**What to produce:** Only the lines running from the line with "Self::from_unix(stream)" to the end of the records below belong in the answer, each copied exactly.

Stored data:
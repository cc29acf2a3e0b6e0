use std::io::{Read, Write};
use std::net::{Shutdown, TcpStream};
use std::time::Duration;

use crate::addr::EndpointAddr;
use crate::error::Result;

/// A connected byte stream. Implements `Read + Write`.
///
/// This is the fundamental I/O type returned by transport operations.
/// Cloning via [`Stream::try_clone`] yields a second handle on the same
/// socket so reads and writes can live on different threads.
pub struct Stream {
    inner: StreamInner,
}

enum StreamInner {
    Tcp(TcpStream),
    #[cfg(unix)]
    Unix(std::os::unix::net::UnixStream),
}

impl Read for Stream {
    fn read(&mut self, buf: &mut [u8]) -> std::io::Result<usize> {
        match &mut self.inner {
            StreamInner::Tcp(stream) => stream.read(buf),
            #[cfg(unix)]
            StreamInner::Unix(stream) => stream.read(buf),
        }
    }
}

impl Write for Stream {
    fn write(&mut self, buf: &[u8]) -> std::io::Result<usize> {
        match &mut self.inner {
            StreamInner::Tcp(stream) => stream.write(buf),
            #[cfg(unix)]
            StreamInner::Unix(stream) => stream.write(buf),
        }
    }

    fn flush(&mut self) -> std::io::Result<()> {
        match &mut self.inner {
            StreamInner::Tcp(stream) => stream.flush(),
            #[cfg(unix)]
            StreamInner::Unix(stream) => stream.flush(),
        }
    }
}

impl Stream {
    pub(crate) fn from_tcp(stream: TcpStream) -> Self {
        // Calls are small request/response frames; Nagle only adds latency.
        let _ = stream.set_nodelay(true);
        Self {
            inner: StreamInner::Tcp(stream),
        }
    }

    #[cfg(unix)]
    pub(crate) fn from_unix(stream: std::os::unix::net::UnixStream) -> Self {
        Self {
            inner: StreamInner::Unix(stream),
        }
    }

    /// Set read timeout on the underlying stream.
    pub fn set_read_timeout(&self, timeout: Option<Duration>) -> Result<()> {
        match &self.inner {
            StreamInner::Tcp(stream) => stream.set_read_timeout(timeout).map_err(Into::into),
            #[cfg(unix)]
            StreamInner::Unix(stream) => stream.set_read_timeout(timeout).map_err(Into::into),
        }
    }

    /// Set write timeout on the underlying stream.
    pub fn set_write_timeout(&self, timeout: Option<Duration>) -> Result<()> {
        match &self.inner {
            StreamInner::Tcp(stream) => stream.set_write_timeout(timeout).map_err(Into::into),
            #[cfg(unix)]
            StreamInner::Unix(stream) => stream.set_write_timeout(timeout).map_err(Into::into),
        }
    }

    /// Try to clone this stream (creates a new file descriptor).
    pub fn try_clone(&self) -> Result<Self> {
        match &self.inner {
            StreamInner::Tcp(stream) => Ok(Self {
                inner: StreamInner::Tcp(stream.try_clone()?),
            }),
            #[cfg(unix)]
            StreamInner::Unix(stream) => Ok(Self::from_unix(stream.try_clone()?)),
        }
    }

    /// Shut down both directions.
    ///
    /// Any thread blocked reading from a clone of this stream observes EOF.
    /// A stream the peer already closed is not an error.
    pub fn shutdown(&self) -> Result<()> {
        let result = match &self.inner {
            StreamInner::Tcp(stream) => stream.shutdown(Shutdown::Both),
            #[cfg(unix)]
            StreamInner::Unix(stream) => stream.shutdown(Shutdown::Both),
        };
        match result {
            Err(err) if err.kind() != std::io::ErrorKind::NotConnected => Err(err.into()),
            _ => Ok(()),
        }
    }

    /// Local address, if the socket has one.
    pub fn local_addr(&self) -> Option<EndpointAddr> {
        match &self.inner {
            StreamInner::Tcp(stream) => stream.local_addr().ok().map(EndpointAddr::Tcp),
            #[cfg(unix)]
            StreamInner::Unix(stream) => stream
                .local_addr()
                .ok()
                .and_then(|addr| addr.as_pathname().map(|p| EndpointAddr::Unix(p.to_path_buf()))),
        }
    }

    /// Remote address, if the socket has one.
    pub fn peer_addr(&self) -> Option<EndpointAddr> {
        match &self.inner {
            StreamInner::Tcp(stream) => stream.peer_addr().ok().map(EndpointAddr::Tcp),
            #[cfg(unix)]
            StreamInner::Unix(stream) => stream
                .peer_addr()
                .ok()
                .and_then(|addr| addr.as_pathname().map(|p| EndpointAddr::Unix(p.to_path_buf()))),
        }
    }

    /// Transport name for diagnostics.
    pub fn transport_name(&self) -> &'static str {
        match &self.inner {
            StreamInner::Tcp(_) => "tcp",
            #[cfg(unix)]
            StreamInner::Unix(_) => "unix-domain-socket",
        }
    }
}

impl From<TcpStream> for Stream {
    fn from(stream: TcpStream) -> Self {
        Self::from_tcp(stream)
    }
}

#[cfg(unix)]
impl From<std::os::unix::net::UnixStream> for Stream {
    fn from(stream: std::os::unix::net::UnixStream) -> Self {
        Self::from_unix(stream)
    }
}

impl std::fmt::Debug for Stream {
    fn fmt(&self, f: &mut std::fmt::Formatter<'_>) -> std::fmt::Result {
        f.debug_struct("Stream")
            .field("type", &self.transport_name())
            .field("peer", &self.peer_addr())
            .finish()
    }
}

**Reply to the task:**
        Self::from_unix(stream)
    }
}

impl std::fmt::Debug for Stream {
    fn fmt(&self, f: &mut std::fmt::Formatter<'_>) -> std::fmt::Result {
        f.debug_struct("Stream")
            .field("type", &self.transport_name())
            .field("peer", &self.peer_addr())
            .finish()
    }
}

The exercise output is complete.